According to supporters of the reclassification, the goal is to bring about a universal approach for diagnosis and classification of gestational diabetes.

“Now, we have an opportunity to have the whole world do one test, whereas previously, America did the two-step test while the rest of the world was moving toward the 75-g one step,” Jovanovic said.

The previous criteria for gestational diabetes diagnosis were established more than 40 years ago. In recent years, rates of gestational diabetes diagnoses have increased by as much as 50%, mirroring the obesity epidemic.

“We shouldn’t be surprised,” Metzger said. “The fact that we have a lot of gestational diabetes to deal with is consistent with the major impact that diabetes and obesity are having in our population at large. How could we expect pregnancy to escape that?”

Consensus concerns

In an accompanying editorial, Robert G. Moses, MD, of the South Eastern Sydney and Illawarra Area Health Service in Wollongong, New South Wales, Australia, said there are various concerns that accompany changes to gestational diabetes thresholds.

“The new criteria proposed would diagnose about 18% of all women in pregnancy as having gestational diabetes, which is about double the proportion of women hitherto designated. Clearly, the implications of this doubling will need serious considerations,” Moses wrote.

He said there are concerns related to “health care costs of these additional diagnoses as well as possible perceptions about the ‘medicalization’ of pregnancy,” adding that “the inevitable increase in costs may be a disincentive for some national health care systems to adopt a consensus approach.” – by Matthew Brannon

Metzger BE. Diabetes Care. 2010;33:676-682.

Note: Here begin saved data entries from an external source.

//! `gridvisor` — task supervisor binary.
//!
//! Reads the job description, attaches to the client's channels, runs the
//! task sequence and exits with a code the client understands.

use std::path::{Path, PathBuf};
use std::sync::Arc;
use std::thread;
use std::time::Duration;

use clap::{Parser, ValueEnum};
use tracing::{error, info, warn};
use tracing_subscriber::{fmt, EnvFilter};

use gridvisor::archive::CommandArchiver;
use gridvisor::process::ProcessControl;
use gridvisor::runtime::{markers, RuntimeContext, RuntimeOptions};
use gridvisor::supervisor::{
    JobDescription, Outcome, Supervisor, SupervisorOptions, DEFAULT_JOB_FILE, EXIT_CHILD_FAILED,
};
use gridvisor::{AppError, Result, RuntimeConfig};

/// `EX_CONFIG` from sysexits.h.
#[cfg(unix)]
const EXIT_CONFIG: i32 = 78;
#[cfg(not(unix))]
const EXIT_CONFIG: i32 = 1;

const TEMPORARY_EXIT_DELAY: Duration = Duration::from_secs(300);

#[derive(Debug, Copy, Clone, Eq, PartialEq, ValueEnum)]
enum LogFormat {
    Text,
    Json,
}

#[derive(Debug, Parser)]
#[command(name = "gridvisor", about = "Run a job's tasks under client control", version, long_about = None)]
struct Cli {
    /// Job description file.
    #[arg(long, default_value = DEFAULT_JOB_FILE)]
    job: PathBuf,

    /// Optional TOML runtime configuration.
    #[arg(long)]
    config: Option<PathBuf>,

    /// Value substituted for `$NTHREADS`.
    #[arg(long, default_value_t = 1)]
    nthreads: u32,

    /// Value substituted for `$GPU_DEVICE_NUM`.
    #[arg(long)]
    device: Option<u32>,

    /// Send a CPU-time trickle-up message every this many seconds.
    #[arg(long)]
    trickle: Option<u64>,

    /// Suspend tasks with SIGTSTP instead of SIGSTOP.
    #[arg(long = "use_alt_suspend_signal")]
    use_alt_suspend_signal: bool,

    /// Remaining arguments are appended to tasks that accept them.
    #[arg(
        long = "passthrough_child",
        num_args = 0..,
        allow_hyphen_values = true,
        value_name = "ARGS"
    )]
    passthrough_child: Vec<String>,

    /// Log output format (text or json).
    #[arg(long, value_enum, default_value_t = LogFormat::Text)]
    log_format: LogFormat,
}

fn main() {
    let args = Cli::parse();
    if let Err(err) = init_tracing(args.log_format) {
        eprintln!("{err}");
        std::process::exit(EXIT_CONFIG);
    }
    info!("gridvisor bootstrap");

    let code = match run(args) {
        Ok(code) => code,
        Err(err) => {
            error!(%err, "supervisor failed");
            exit_code_for(&err)
        }
    };
    info!(code, "exiting");
    std::process::exit(code);
}

fn exit_code_for(err: &AppError) -> i32 {
    match err {
        AppError::Config(_) | AppError::Job(_) => EXIT_CONFIG,
        AppError::ChildFailed { .. } => EXIT_CHILD_FAILED,
        _ => 1,
    }
}

fn run(args: Cli) -> Result<i32> {
    // ── Load configuration ──────────────────────────────
    let config = match &args.config {
        Some(path) => RuntimeConfig::load_from_path(path)?,
        None => RuntimeConfig::default(),
    };

    let job = match load_job(&args.job, config.lock_retry()) {
        Ok(job) => job,
        Err(AppError::Io(msg)) => return temporary_exit(&config, &msg),
        Err(err) => return Err(err),
    };
    info!(
        tasks = job.sequenced().count(),
        daemons = job.daemons().count(),
        "job description loaded"
    );

    // ── Attach to the client ────────────────────────────
    let options = RuntimeOptions {
        handle_graphics: job.enable_graphics_support,
        ..RuntimeOptions::supervisor()
    };
    let ctx = match RuntimeContext::init(config.clone(), options) {
        Ok(ctx) => ctx,
        Err(AppError::Lock(msg)) => return temporary_exit(&config, &msg),
        Err(err) => return Err(err),
    };
    install_abort_capture(&ctx);
    ctx.start_monitor()?;

    let control = process_control(args.use_alt_suspend_signal)?;
    let supervisor_options = SupervisorOptions {
        nthreads: args.nthreads,
        gpu_device: args.device,
        trickle_period: args.trickle.filter(|s| *s > 0).map(Duration::from_secs),
        passthrough: args.passthrough_child,
    };
    let mut supervisor = Supervisor::new(
        Arc::clone(&ctx),
        job,
        supervisor_options,
        control,
        Arc::new(CommandArchiver::default()),
    );

    // ── Run the sequence ────────────────────────────────
    let result = tokio::runtime::Builder::new_multi_thread()
        .enable_all()
        .build()
        .map_err(|err| AppError::Config(format!("failed to build tokio runtime: {err}")))?
        .block_on(supervisor.run());

    match result {
        Ok(Outcome::Completed) => {
            ctx.finish(0, None)?;
            Ok(0)
        }
        Ok(outcome @ Outcome::Stopped(reason)) => {
            info!(%reason, "stopped before completion");
            ctx.stop_monitor();
            Ok(outcome.exit_code())
        }
        Err(err @ AppError::ChildFailed { .. }) => {
            let message = err.to_string();
            ctx.finish(EXIT_CHILD_FAILED, Some(&message))?;
            Err(err)
        }
        Err(err) => {
            ctx.stop_monitor();
            Err(err)
        }
    }
}

/// Read the job description, retrying once after `retry_wait` if the file
/// cannot be read.
fn load_job(path: &Path, retry_wait: Duration) -> Result<JobDescription> {
    match JobDescription::load(path) {
        Err(AppError::Io(msg)) => {
            warn!(path = %path.display(), %msg, ?retry_wait, "job file unreadable; retrying once");
            thread::sleep(retry_wait);
            JobDescription::load(path)
        }
        other => other,
    }
}

fn temporary_exit(config: &RuntimeConfig, reason: &str) -> Result<i32> {
    markers::request_temporary_exit(&config.slot_dir, TEMPORARY_EXIT_DELAY, reason)?;
    Ok(0)
}

#[cfg(unix)]
fn install_abort_capture(ctx: &RuntimeContext) {
    let root = nix::unistd::getpid().as_raw();
    ctx.set_abort_hook(Arc::new(move || gridvisor::process::log_tree_usage(root)));
}

#[cfg(not(unix))]
fn install_abort_capture(ctx: &RuntimeContext) {
    ctx.set_abort_hook(Arc::new(|| error!("abort requested; no process snapshot on this platform")));
}

#[cfg(unix)]
fn process_control(alt_signal: bool) -> Result<Arc<dyn ProcessControl>> {
    use gridvisor::process::{SignalControl, SuspendSignal};

    let signal = if alt_signal {
        SuspendSignal::TerminalStop
    } else {
        SuspendSignal::Stop
    };
    Ok(Arc::new(SignalControl::new(signal)))
}

#[cfg(not(unix))]
fn process_control(_alt_signal: bool) -> Result<Arc<dyn ProcessControl>> {
    Err(AppError::Config(
        "no process control backend for this platform".into(),
    ))
}

fn init_tracing(log_format: LogFormat) -> Result<()> {
    let env_filter = EnvFilter::try_from_default_env().unwrap_or_else(|_| EnvFilter::new("info"));
    let subscriber = fmt().with_env_filter(env_filter).with_writer(std::io::stderr);

    match log_format {
        LogFormat::Text => subscriber
            .try_init()
            .map_err(|err| AppError::Config(format!("failed to init tracing: {err}")))?,
        LogFormat::Json => subscriber
            .json()
            .try_init()
            .map_err(|err| AppError::Config(format!("failed to init tracing: {err}")))?,
    }

    Ok(())
}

Moses RG. Diabetes Care. 2010;33:690-691.

PERSPECTIVE

The diagnostic criteria have been changing over the previous decades. For example, the FPG level for diagnosis moved from 140 mg/dL to 126 mg/dL since complications of diabetes were seen at lower glucose levels than the diagnostic levels. The HAPO trial seemed to confirm similar relationships in patients with gestational diabetes, in whom there was an apparent linear relationship between glucose levels and the classic complications. Furthermore, it seems appropriate to standardize testing both nationally and internationally - exactly what the American Diabetes Association recommends, to undertake future multicenter trials to confirm the advantages of interventions and to what level these interventions should aim for.